MsJinks · 17/05/2026 16:33

I wasn’t going to comment but I started thinking back to my previous life with my husband. I mean probably I wouldn’t have been out in the first place ha but had he found I’d done something like this it would have been a dangerous time for me then and continued forever with even less freedom - horrific, I’d have wanted to die and been so scared. I never cheated despite a friend telling me to find someone else and leave!
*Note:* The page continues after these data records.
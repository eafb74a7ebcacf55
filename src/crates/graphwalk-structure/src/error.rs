//! Error types for graph structure operations
//!
//! Every failure that crosses the graph capability contract is a
//! [`StructureError`]. Unsupported operations are reported as typed errors
//! rather than being swallowed, so callers can distinguish "this graph cannot
//! do that" from "that element does not exist".

use crate::value::{EdgeId, VertexId};
use thiserror::Error;

/// Convenience result type using [`StructureError`]
pub type Result<T> = std::result::Result<T, StructureError>;

/// Errors raised by graphs, elements and the serialization boundary
#[derive(Error, Debug)]
pub enum StructureError {
    /// The graph (or element) does not support the requested operation
    ///
    /// Raised for mutations on read-only graphs, detached elements, or when a
    /// feature such as user-supplied ids is disabled.
    #[error("Unsupported operation '{operation}': {reason}")]
    Unsupported {
        /// Operation that was attempted
        operation: String,
        /// Why the operation is not available
        reason: String,
    },

    /// Vertex lookup failed
    #[error("Vertex {0} does not exist")]
    VertexNotFound(VertexId),

    /// Edge lookup failed
    #[error("Edge {0} does not exist")]
    EdgeNotFound(EdgeId),

    /// A user-supplied vertex id collided with an existing vertex
    #[error("Vertex with id {0} already exists")]
    DuplicateVertexId(VertexId),

    /// Transaction state error (double open, commit without open, ...)
    #[error("Transaction error: {0}")]
    Transaction(String),

    /// I/O failure while reading or writing elements
    #[error("I/O error: {0}")]
    Io(#[from] std::io::Error),

    /// JSON encoding or decoding failure
    #[error("Serialization error: {0}")]
    Serialization(#[from] serde_json::Error),
}

impl StructureError {
    /// Create an [`StructureError::Unsupported`] error
    pub fn unsupported(operation: impl Into<String>, reason: impl Into<String>) -> Self {
        Self::Unsupported {
            operation: operation.into(),
            reason: reason.into(),
        }
    }

    /// Returns `true` for [`StructureError::Unsupported`]
    pub fn is_unsupported(&self) -> bool {
        matches!(self, Self::Unsupported { .. })
    }
}

#[cfg(test)]
mod tests {
    use super::*;

    #[test]
    fn test_unsupported_display() {
        let err = StructureError::unsupported("add_vertex", "graph is read-only");
        assert!(err.is_unsupported());
        assert_eq!(
            err.to_string(),
            "Unsupported operation 'add_vertex': graph is read-only"
        );
    }

    #[test]
    fn test_not_found_display() {
        let err = StructureError::VertexNotFound(VertexId::new(4));
        assert_eq!(err.to_string(), "Vertex v[4] does not exist");
        assert!(!err.is_unsupported());
    }
}
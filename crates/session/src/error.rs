// SPDX-License-Identifier: BUSL-1.1
// Copyright (c) 2026 Alfred Jean LLC

use std::fmt;

use serde_json::Value;

/// Fallback message when a backend error body has no recognizable shape.
pub const GENERIC_FAILURE: &str = "Request failed";

/// Message surfaced when the backend could not be reached at all.
pub const NETWORK_FAILURE: &str =
    "Network error: Unable to connect to the server. Please check your internet connection and try again.";

/// Errors surfaced by the gateway and session context.
///
/// `Clone` so a single refresh outcome can be handed to every waiter.
#[derive(Debug, Clone, PartialEq, Eq)]
pub enum SessionError {
    /// The request never reached the server.
    Network(String),
    /// 401 on a request that may refresh. Handled internally by
    /// refresh-and-retry; carries the backend's message for the final report.
    AuthExpired(String),
    /// 401 after the retry, or the refresh exchange itself failed.
    AuthInvalid(String),
    /// Non-401 4xx carrying a structured backend message.
    Validation { status: u16, message: String },
    /// Any other non-2xx.
    UnknownServer { status: u16, message: String },
    /// A 2xx whose body did not have the expected shape.
    Decode(String),
}

impl SessionError {
    pub fn kind(&self) -> &'static str {
        match self {
            Self::Network(_) => "NETWORK",
            Self::AuthExpired(_) => "AUTH_EXPIRED",
            Self::AuthInvalid(_) => "AUTH_INVALID",
            Self::Validation { .. } => "VALIDATION",
            Self::UnknownServer { .. } => "UNKNOWN_SERVER",
            Self::Decode(_) => "DECODE",
        }
    }

    /// Human-readable message, as shown inline next to a form.
    pub fn message(&self) -> &str {
        match self {
            Self::Network(msg) | Self::AuthExpired(msg) | Self::AuthInvalid(msg) | Self::Decode(msg) => {
                msg
            }
            Self::Validation { message, .. } | Self::UnknownServer { message, .. } => message,
        }
    }

    /// HTTP status that produced this error, if a response was received.
    pub fn status(&self) -> Option<u16> {
        match self {
            Self::AuthExpired(_) | Self::AuthInvalid(_) => Some(401),
            Self::Validation { status, .. } | Self::UnknownServer { status, .. } => Some(*status),
            Self::Network(_) | Self::Decode(_) => None,
        }
    }

    /// True when the session can no longer be used and was cleared.
    pub fn is_auth_failure(&self) -> bool {
        matches!(self, Self::AuthExpired(_) | Self::AuthInvalid(_))
    }

    /// Classify a non-2xx, non-401 response.
    pub fn from_status(status: u16, body: &Value) -> Self {
        match extract_message(body) {
            Some(message) if (400..500).contains(&status) => Self::Validation { status, message },
            Some(message) => Self::UnknownServer { status, message },
            None => Self::UnknownServer { status, message: GENERIC_FAILURE.to_owned() },
        }
    }
}

impl fmt::Display for SessionError {
    fn fmt(&self, f: &mut fmt::Formatter<'_>) -> fmt::Result {
        f.write_str(self.message())
    }
}

impl std::error::Error for SessionError {}

/// Pull a human-readable message out of a backend error body.
///
/// Shapes are tried in order: `{status, message}`, `{statusCode: {message}}`,
/// a string `data`, a top-level `message`, a top-level `error`.
pub fn extract_message(body: &Value) -> Option<String> {
    let text = |v: Option<&Value>| -> Option<String> {
        v.and_then(Value::as_str).filter(|s| !s.is_empty()).map(str::to_owned)
    };

    if truthy(body.get("status")) {
        if let Some(msg) = text(body.get("message")) {
            return Some(msg);
        }
    }
    if let Some(msg) = text(body.get("statusCode").and_then(|s| s.get("message"))) {
        return Some(msg);
    }
    text(body.get("data"))
        .or_else(|| text(body.get("message")))
        .or_else(|| text(body.get("error")))
}

fn truthy(v: Option<&Value>) -> bool {
    match v {
        None | Some(Value::Null) => false,
        Some(Value::Bool(b)) => *b,
        Some(Value::Number(n)) => n.as_f64().is_some_and(|f| f != 0.0),
        Some(Value::String(s)) => !s.is_empty(),
        Some(_) => true,
    }
}

#[cfg(test)]
#[path = "error_tests.rs"]
mod tests;
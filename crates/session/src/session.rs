// SPDX-License-Identifier: BUSL-1.1
// Copyright (c) 2026 Alfred Jean LLC

//! The session aggregate and its observable.

use parking_lot::Mutex;
use serde::Serialize;
use tokio::sync::watch;

use crate::model::{TokenPair, UserProfile};
use crate::store::{SessionStore, StoredSession};

/// Lifecycle status of the current principal.
#[derive(Debug, Clone, Copy, Default, PartialEq, Eq, Serialize)]
#[serde(rename_all = "snake_case")]
pub enum SessionStatus {
    #[default]
    Anonymous,
    Authenticating,
    Authenticated,
    /// Tokens are held but no profile could be loaded for them.
    Error,
}

/// Snapshot of the session, as published to observers.
#[derive(Clone, Default, PartialEq, Eq, Serialize)]
pub struct SessionState {
    #[serde(skip)]
    pub access_token: Option<String>,
    #[serde(skip)]
    pub refresh_token: Option<String>,
    pub user: Option<UserProfile>,
    pub status: SessionStatus,
    pub last_error: Option<String>,
}

impl SessionState {
    pub fn is_authenticated(&self) -> bool {
        self.status == SessionStatus::Authenticated
    }

    /// Re-derive `Authenticated` from the held token and profile.
    fn settle(&mut self) {
        let complete = self.access_token.is_some() && self.user.is_some();
        if complete {
            self.status = SessionStatus::Authenticated;
        } else if self.status == SessionStatus::Authenticated {
            self.status = SessionStatus::Authenticating;
        }
    }
}

impl std::fmt::Debug for SessionState {
    fn fmt(&self, f: &mut std::fmt::Formatter<'_>) -> std::fmt::Result {
        f.debug_struct("SessionState")
            .field("has_access_token", &self.access_token.is_some())
            .field("has_refresh_token", &self.refresh_token.is_some())
            .field("user", &self.user)
            .field("status", &self.status)
            .field("last_error", &self.last_error)
            .finish()
    }
}

/// Shared session: current state, its durable mirror, and an epoch.
///
/// The epoch changes whenever the session is started, restored, or cleared.
/// Writers that suspended across a network call pass the epoch they started
/// under, and their write is dropped if it no longer matches.
pub struct Session {
    state: watch::Sender<SessionState>,
    epoch: Mutex<u64>,
    store: SessionStore,
}

impl Session {
    pub fn new(store: SessionStore) -> Self {
        let (state, _) = watch::channel(SessionState::default());
        Self { state, epoch: Mutex::new(0), store }
    }

    pub fn store(&self) -> &SessionStore {
        &self.store
    }

    pub fn snapshot(&self) -> SessionState {
        self.state.borrow().clone()
    }

    pub fn subscribe(&self) -> watch::Receiver<SessionState> {
        self.state.subscribe()
    }

    pub fn epoch(&self) -> u64 {
        *self.epoch.lock()
    }

    pub fn access_token(&self) -> Option<String> {
        self.state.borrow().access_token.clone()
    }

    pub fn refresh_token(&self) -> Option<String> {
        self.state.borrow().refresh_token.clone()
    }

    /// Start a fresh authentication attempt. Drops any previous principal.
    pub fn begin(&self) -> u64 {
        let mut epoch = self.epoch.lock();
        *epoch += 1;
        self.state.send_replace(SessionState {
            status: SessionStatus::Authenticating,
            ..SessionState::default()
        });
        *epoch
    }

    /// Adopt a previously persisted session without touching the network.
    pub fn restore(&self, stored: StoredSession) -> u64 {
        let mut epoch = self.epoch.lock();
        *epoch += 1;
        let mut state = SessionState {
            access_token: stored.access_token,
            refresh_token: stored.refresh_token,
            user: stored.user,
            status: SessionStatus::Authenticating,
            last_error: None,
        };
        state.settle();
        self.state.send_replace(state);
        *epoch
    }

    /// Install a new token pair if the session is still at `epoch`.
    pub fn install_tokens(&self, epoch: u64, pair: &TokenPair) -> bool {
        let current = self.epoch.lock();
        if *current != epoch {
            return false;
        }
        self.state.send_modify(|s| {
            s.access_token = Some(pair.access_token.clone());
            s.refresh_token = Some(pair.refresh_token.clone());
            s.settle();
        });
        self.store.save_tokens(pair);
        true
    }

    /// Replace the profile if the session is still at `epoch` and holds a token.
    pub fn set_user(&self, epoch: u64, user: &UserProfile) -> bool {
        let current = self.epoch.lock();
        if *current != epoch || self.state.borrow().access_token.is_none() {
            return false;
        }
        self.state.send_modify(|s| {
            s.user = Some(user.clone());
            s.last_error = None;
            s.settle();
        });
        self.store.save_user(user);
        true
    }

    /// Record a failure message without changing status.
    pub fn record_error(&self, message: &str) {
        self.state.send_modify(|s| s.last_error = Some(message.to_owned()));
    }

    /// Mark a session at `epoch` that holds tokens but no usable profile.
    pub fn mark_unverified(&self, epoch: u64) {
        let current = self.epoch.lock();
        if *current != epoch {
            return;
        }
        self.state.send_if_modified(|s| {
            if s.user.is_none() && s.access_token.is_some() {
                s.status = SessionStatus::Error;
                return true;
            }
            false
        });
    }

    /// Drop everything, in memory and in the store.
    pub fn clear(&self, last_error: Option<String>) {
        let mut epoch = self.epoch.lock();
        *epoch += 1;
        self.state.send_replace(SessionState { last_error, ..SessionState::default() });
        self.store.clear();
    }
}

#[cfg(test)]
#[path = "session_tests.rs"]
mod tests;
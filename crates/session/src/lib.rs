// SPDX-License-Identifier: BUSL-1.1
// Copyright (c) 2026 Alfred Jean LLC

//! Authsession: client-side session and token lifecycle for a JWT backend.
//!
//! A [`SessionContext`] owns the signed-in principal. Requests go through the
//! [`Gateway`](gateway::Gateway), which attaches the bearer token and performs
//! a single-flight refresh on 401. The [`RefreshScheduler`] refreshes ahead of
//! expiry, and the [`SessionStore`] mirrors the session to durable storage.

pub mod account;
pub mod config;
pub mod context;
pub mod error;
pub mod gateway;
pub mod model;
pub mod scheduler;
pub mod session;
pub mod store;
pub mod transport;
pub mod users;

#[cfg(test)]
mod test_support;

use std::sync::Arc;

pub use crate::config::SessionConfig;
pub use crate::context::SessionContext;
pub use crate::error::SessionError;
pub use crate::model::{TokenPair, UpdateUser, UserProfile};
pub use crate::scheduler::{RefreshPolicy, RefreshScheduler};
pub use crate::session::{SessionState, SessionStatus};
pub use crate::store::{FileStore, SessionStore};

/// Context over HTTP with the session persisted under the configured state dir.
pub fn open(config: &SessionConfig) -> anyhow::Result<SessionContext> {
    let dir = config.state_dir();
    let store = FileStore::in_dir(&dir)?;
    tracing::debug!(path = %store.path().display(), "using session file");
    SessionContext::connect(config, SessionStore::new(Arc::new(store)))
}
// SPDX-License-Identifier: BUSL-1.1
// Copyright (c) 2026 Alfred Jean LLC

//! Raw HTTP exchange used by the gateway.

use std::future::Future;
use std::pin::Pin;
use std::time::Duration;

use bytes::Bytes;

/// HTTP verbs the backend understands.
#[derive(Debug, Clone, Copy, PartialEq, Eq)]
pub enum Method {
    Get,
    Post,
    Put,
    Patch,
    Delete,
}

impl Method {
    pub fn as_str(&self) -> &'static str {
        match self {
            Self::Get => "GET",
            Self::Post => "POST",
            Self::Put => "PUT",
            Self::Patch => "PATCH",
            Self::Delete => "DELETE",
        }
    }
}

impl std::fmt::Display for Method {
    fn fmt(&self, f: &mut std::fmt::Formatter<'_>) -> std::fmt::Result {
        f.write_str(self.as_str())
    }
}

/// Fully-resolved outbound request.
#[derive(Debug, Clone)]
pub struct HttpRequest {
    pub method: Method,
    pub url: String,
    pub headers: Vec<(String, String)>,
    pub body: Option<Bytes>,
}

impl HttpRequest {
    /// Case-insensitive header lookup.
    pub fn header(&self, name: &str) -> Option<&str> {
        self.headers
            .iter()
            .find(|(k, _)| k.eq_ignore_ascii_case(name))
            .map(|(_, v)| v.as_str())
    }

    /// Token from an `Authorization: Bearer` header, if any.
    pub fn bearer(&self) -> Option<&str> {
        self.header("authorization")?.strip_prefix("Bearer ")
    }
}

/// Response as received, before any interpretation.
#[derive(Debug, Clone)]
pub struct HttpResponse {
    pub status: u16,
    pub content_type: Option<String>,
    pub body: Bytes,
}

impl HttpResponse {
    pub fn is_json(&self) -> bool {
        self.content_type.as_deref().is_some_and(|ct| ct.contains("application/json"))
    }
}

/// Sends one HTTP request. An `Err` means no response was received.
///
/// Object-safe for use as `Arc<dyn Transport>`.
pub trait Transport: Send + Sync + 'static {
    fn send(
        &self,
        request: HttpRequest,
    ) -> Pin<Box<dyn Future<Output = anyhow::Result<HttpResponse>> + Send + '_>>;
}

/// [`Transport`] backed by a shared `reqwest::Client`.
pub struct ReqwestTransport {
    client: reqwest::Client,
}

impl ReqwestTransport {
    pub fn new(timeout: Duration) -> anyhow::Result<Self> {
        let _ = rustls::crypto::ring::default_provider().install_default();
        let client = reqwest::Client::builder().timeout(timeout).build()?;
        Ok(Self { client })
    }
}

impl Transport for ReqwestTransport {
    fn send(
        &self,
        request: HttpRequest,
    ) -> Pin<Box<dyn Future<Output = anyhow::Result<HttpResponse>> + Send + '_>> {
        Box::pin(async move {
            let method = match request.method {
                Method::Get => reqwest::Method::GET,
                Method::Post => reqwest::Method::POST,
                Method::Put => reqwest::Method::PUT,
                Method::Patch => reqwest::Method::PATCH,
                Method::Delete => reqwest::Method::DELETE,
            };
            let mut req = self.client.request(method, &request.url);
            for (name, value) in &request.headers {
                req = req.header(name.as_str(), value.as_str());
            }
            if let Some(body) = request.body {
                req = req.body(body);
            }

            let resp = req.send().await?;
            let status = resp.status().as_u16();
            let content_type = resp
                .headers()
                .get(reqwest::header::CONTENT_TYPE)
                .and_then(|v| v.to_str().ok())
                .map(str::to_owned);
            let body = resp.bytes().await?;
            Ok(HttpResponse { status, content_type, body })
        })
    }
}
// SPDX-License-Identifier: BUSL-1.1
// Copyright (c) 2026 Alfred Jean LLC

use std::collections::HashSet;

use super::*;

fn pair(access: &str, refresh: &str) -> TokenPair {
    TokenPair { access_token: access.into(), refresh_token: refresh.into(), expires_in_secs: 3600 }
}

fn alice() -> UserProfile {
    UserProfile {
        id: 7,
        name: "Alice".into(),
        email: "alice@example.com".into(),
        email_verified: true,
        image_url: None,
        provider: "local".into(),
    }
}

/// Memory store that rejects writes to selected keys.
#[derive(Default)]
struct RejectingStore {
    inner: MemoryStore,
    reject: HashSet<&'static str>,
}

impl KeyValueStore for RejectingStore {
    fn get(&self, key: &str) -> anyhow::Result<Option<String>> {
        self.inner.get(key)
    }

    fn set(&self, key: &str, value: &str) -> anyhow::Result<()> {
        if self.reject.contains(key) {
            anyhow::bail!("quota exceeded");
        }
        self.inner.set(key, value)
    }

    fn remove(&self, key: &str) -> anyhow::Result<()> {
        self.inner.remove(key)
    }
}

#[test]
fn save_then_load_returns_everything() -> anyhow::Result<()> {
    let store = SessionStore::in_memory();
    store.save(&pair("a1", "r1"), Some(&alice()));

    let loaded = store.load();
    assert_eq!(loaded.access_token.as_deref(), Some("a1"));
    assert_eq!(loaded.refresh_token.as_deref(), Some("r1"));
    assert_eq!(loaded.user, Some(alice()));
    assert!(loaded.has_tokens());
    Ok(())
}

#[test]
fn load_from_empty_store() -> anyhow::Result<()> {
    let loaded = SessionStore::in_memory().load();
    assert_eq!(loaded, StoredSession::default());
    assert!(!loaded.has_tokens());
    Ok(())
}

#[test]
fn load_returns_partial_subset() -> anyhow::Result<()> {
    let kv = Arc::new(MemoryStore::default());
    kv.set(REFRESH_TOKEN_KEY, "r-only")?;
    let loaded = SessionStore::new(kv).load();
    assert_eq!(loaded.access_token, None);
    assert_eq!(loaded.refresh_token.as_deref(), Some("r-only"));
    assert!(!loaded.has_tokens());
    Ok(())
}

#[test]
fn malformed_profile_degrades_to_absent() -> anyhow::Result<()> {
    let kv = Arc::new(MemoryStore::default());
    kv.set(ACCESS_TOKEN_KEY, "a1")?;
    kv.set(USER_KEY, "{not json")?;
    let loaded = SessionStore::new(kv).load();
    assert_eq!(loaded.access_token.as_deref(), Some("a1"));
    assert_eq!(loaded.user, None);
    Ok(())
}

#[test]
fn failed_write_leaves_other_keys_intact() -> anyhow::Result<()> {
    let kv = Arc::new(RejectingStore {
        reject: HashSet::from([USER_KEY]),
        ..Default::default()
    });
    kv.inner.set(USER_KEY, r#"{"id":1,"name":"Old","email":"old@example.com"}"#)?;
    let store = SessionStore::new(kv);

    store.save(&pair("a2", "r2"), Some(&alice()));

    let loaded = store.load();
    assert_eq!(loaded.access_token.as_deref(), Some("a2"));
    assert_eq!(loaded.refresh_token.as_deref(), Some("r2"));
    assert_eq!(loaded.user.map(|u| u.name), Some("Old".to_owned()));
    Ok(())
}

#[test]
fn clear_removes_all_keys_including_timer_hint() -> anyhow::Result<()> {
    let kv = Arc::new(MemoryStore::default());
    let store = SessionStore::new(Arc::clone(&kv) as Arc<dyn KeyValueStore>);
    store.save(&pair("a1", "r1"), Some(&alice()));
    store.set_timer_hint("timer-1");
    assert_eq!(kv.len(), 4);

    store.clear();
    assert!(kv.is_empty());

    store.clear();
    assert!(kv.is_empty());
    Ok(())
}

#[test]
fn take_timer_hint_consumes_it() -> anyhow::Result<()> {
    let store = SessionStore::in_memory();
    store.set_timer_hint("timer-9");
    assert_eq!(store.take_timer_hint().as_deref(), Some("timer-9"));
    assert_eq!(store.take_timer_hint(), None);
    Ok(())
}

#[test]
fn file_store_survives_reopen() -> anyhow::Result<()> {
    let dir = tempfile::tempdir()?;
    {
        let store = SessionStore::new(Arc::new(FileStore::in_dir(dir.path())?));
        store.save(&pair("a1", "r1"), Some(&alice()));
    }

    let reopened = SessionStore::new(Arc::new(FileStore::in_dir(dir.path())?));
    let loaded = reopened.load();
    assert_eq!(loaded.access_token.as_deref(), Some("a1"));
    assert_eq!(loaded.user, Some(alice()));
    Ok(())
}

#[test]
fn file_store_clear_empties_file() -> anyhow::Result<()> {
    let dir = tempfile::tempdir()?;
    let file = Arc::new(FileStore::in_dir(dir.path())?);
    let store = SessionStore::new(Arc::clone(&file) as Arc<dyn KeyValueStore>);
    store.save(&pair("a1", "r1"), None);
    store.set_timer_hint("t");

    store.clear();

    let on_disk: std::collections::BTreeMap<String, String> =
        serde_json::from_str(&std::fs::read_to_string(file.path())?)?;
    assert!(on_disk.is_empty());
    Ok(())
}

#[test]
fn file_store_ignores_corrupt_file() -> anyhow::Result<()> {
    let dir = tempfile::tempdir()?;
    let path = dir.path().join(file::SESSION_FILE);
    std::fs::write(&path, "garbage")?;

    let store = SessionStore::new(Arc::new(FileStore::open(&path)));
    assert_eq!(store.load(), StoredSession::default());

    store.save(&pair("a1", "r1"), None);
    assert_eq!(store.load().access_token.as_deref(), Some("a1"));
    Ok(())
}

#[test]
fn file_store_leaves_no_temp_files() -> anyhow::Result<()> {
    let dir = tempfile::tempdir()?;
    let store = SessionStore::new(Arc::new(FileStore::in_dir(dir.path())?));
    store.save(&pair("a1", "r1"), Some(&alice()));
    store.clear();

    let names: Vec<String> = std::fs::read_dir(dir.path())?
        .filter_map(|e| e.ok())
        .map(|e| e.file_name().to_string_lossy().into_owned())
        .collect();
    assert_eq!(names, vec![file::SESSION_FILE.to_owned()]);
    Ok(())
}

#[test]
fn file_store_failed_rename_leaves_no_temp_file() -> anyhow::Result<()> {
    let dir = tempfile::tempdir()?;
    let target = dir.path().join(file::SESSION_FILE);
    std::fs::create_dir(&target)?;
    std::fs::write(target.join("occupied"), "x")?;

    let file = FileStore::open(&target);
    assert!(file.set(ACCESS_TOKEN_KEY, "a1").is_err());
    assert_eq!(file.get(ACCESS_TOKEN_KEY)?, None);

    let temps = std::fs::read_dir(dir.path())?
        .filter_map(|e| e.ok())
        .filter(|e| e.file_name().to_string_lossy().ends_with(".tmp"))
        .count();
    assert_eq!(temps, 0);
    Ok(())
}
// SPDX-License-Identifier: BUSL-1.1
// Copyright (c) 2026 Alfred Jean LLC

//! JSON file store with atomic writes.

use std::collections::BTreeMap;
use std::path::{Path, PathBuf};
use std::sync::atomic::{AtomicU32, Ordering};

use parking_lot::Mutex;

use super::KeyValueStore;

/// File name used inside the state directory.
pub const SESSION_FILE: &str = "session.json";

/// Key-value store persisted as one JSON object on disk.
///
/// Every mutation rewrites the whole file (write tmp + rename), so readers
/// never observe a half-applied change.
pub struct FileStore {
    path: PathBuf,
    entries: Mutex<BTreeMap<String, String>>,
}

impl FileStore {
    /// Open the store at `path`. A missing or corrupt file starts empty.
    pub fn open(path: impl Into<PathBuf>) -> Self {
        let path = path.into();
        let entries = match load(&path) {
            Ok(entries) => entries,
            Err(e) => {
                if path.exists() {
                    tracing::warn!(path = %path.display(), err = %e, "ignoring unreadable session file");
                }
                BTreeMap::new()
            }
        };
        Self { path, entries: Mutex::new(entries) }
    }

    /// Open `session.json` inside `dir`, creating the directory if needed.
    pub fn in_dir(dir: &Path) -> anyhow::Result<Self> {
        std::fs::create_dir_all(dir)?;
        Ok(Self::open(dir.join(SESSION_FILE)))
    }

    pub fn path(&self) -> &Path {
        &self.path
    }

    fn mutate(&self, f: impl FnOnce(&mut BTreeMap<String, String>)) -> anyhow::Result<()> {
        let mut entries = self.entries.lock();
        let mut next = entries.clone();
        f(&mut next);
        save(&self.path, &next)?;
        *entries = next;
        Ok(())
    }
}

impl KeyValueStore for FileStore {
    fn get(&self, key: &str) -> anyhow::Result<Option<String>> {
        Ok(self.entries.lock().get(key).cloned())
    }

    fn set(&self, key: &str, value: &str) -> anyhow::Result<()> {
        self.mutate(|m| {
            m.insert(key.to_owned(), value.to_owned());
        })
    }

    fn remove(&self, key: &str) -> anyhow::Result<()> {
        self.mutate(|m| {
            m.remove(key);
        })
    }

    fn remove_many(&self, keys: &[&str]) -> anyhow::Result<()> {
        self.mutate(|m| {
            for key in keys {
                m.remove(*key);
            }
        })
    }
}

fn load(path: &Path) -> anyhow::Result<BTreeMap<String, String>> {
    let contents = std::fs::read_to_string(path)?;
    Ok(serde_json::from_str(&contents)?)
}

/// Write `entries` next to `path` under a per-write temp name, then rename
/// over `path`. The temp file is removed if the rename fails.
fn save(path: &Path, entries: &BTreeMap<String, String>) -> anyhow::Result<()> {
    static SEQ: AtomicU32 = AtomicU32::new(0);

    let json = serde_json::to_string_pretty(entries)?;
    let file_name = path.file_name().map(|n| n.to_string_lossy().into_owned()).unwrap_or_default();
    let tmp = path.with_file_name(format!(
        "{file_name}.{}.{}.tmp",
        std::process::id(),
        SEQ.fetch_add(1, Ordering::Relaxed)
    ));
    std::fs::write(&tmp, json)?;
    if let Err(e) = std::fs::rename(&tmp, path) {
        if let Err(cleanup) = std::fs::remove_file(&tmp) {
            tracing::warn!(path = %tmp.display(), err = %cleanup, "failed to remove temp session file");
        }
        return Err(e.into());
    }
    Ok(())
}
I don’t cheat but equally I’d have been petrified to risk it - I was scared of being seen saying hello to a guy.

I’m not saying this guy is abusive, but you can’t know that - perhaps she was taking too much advantage of a rare freedom or perhaps those are her nights out regularly- thing is you can’t know.

I disagree with cheating from either sex, and personally I would always want to know - however, and I hate to say this, there may be reasons you can’t mention it to him.

Maybe you can find out a bit more about their ways first if you’re conflicted at all or speak to a friend of hers?

Difficult one - I wouldn’t want to have to make this call. Hope you resolve your peace with it.

Freeme31 · 17/05/2026 16:48

Yes she is your friend and has a right to know. He is putting her and her children health, family at risk. Would she tell you ? And would you want to know. I suggest most wife’s would want to know their partner is cheating on them, then leave it up to her and him to decide but yes she has a right to know & as a “friend “ you should say something

exhaustDAD · 17/05/2026 17:22

All of you who didn't check all the posts - the wife is the cheater, and the husband is the friend.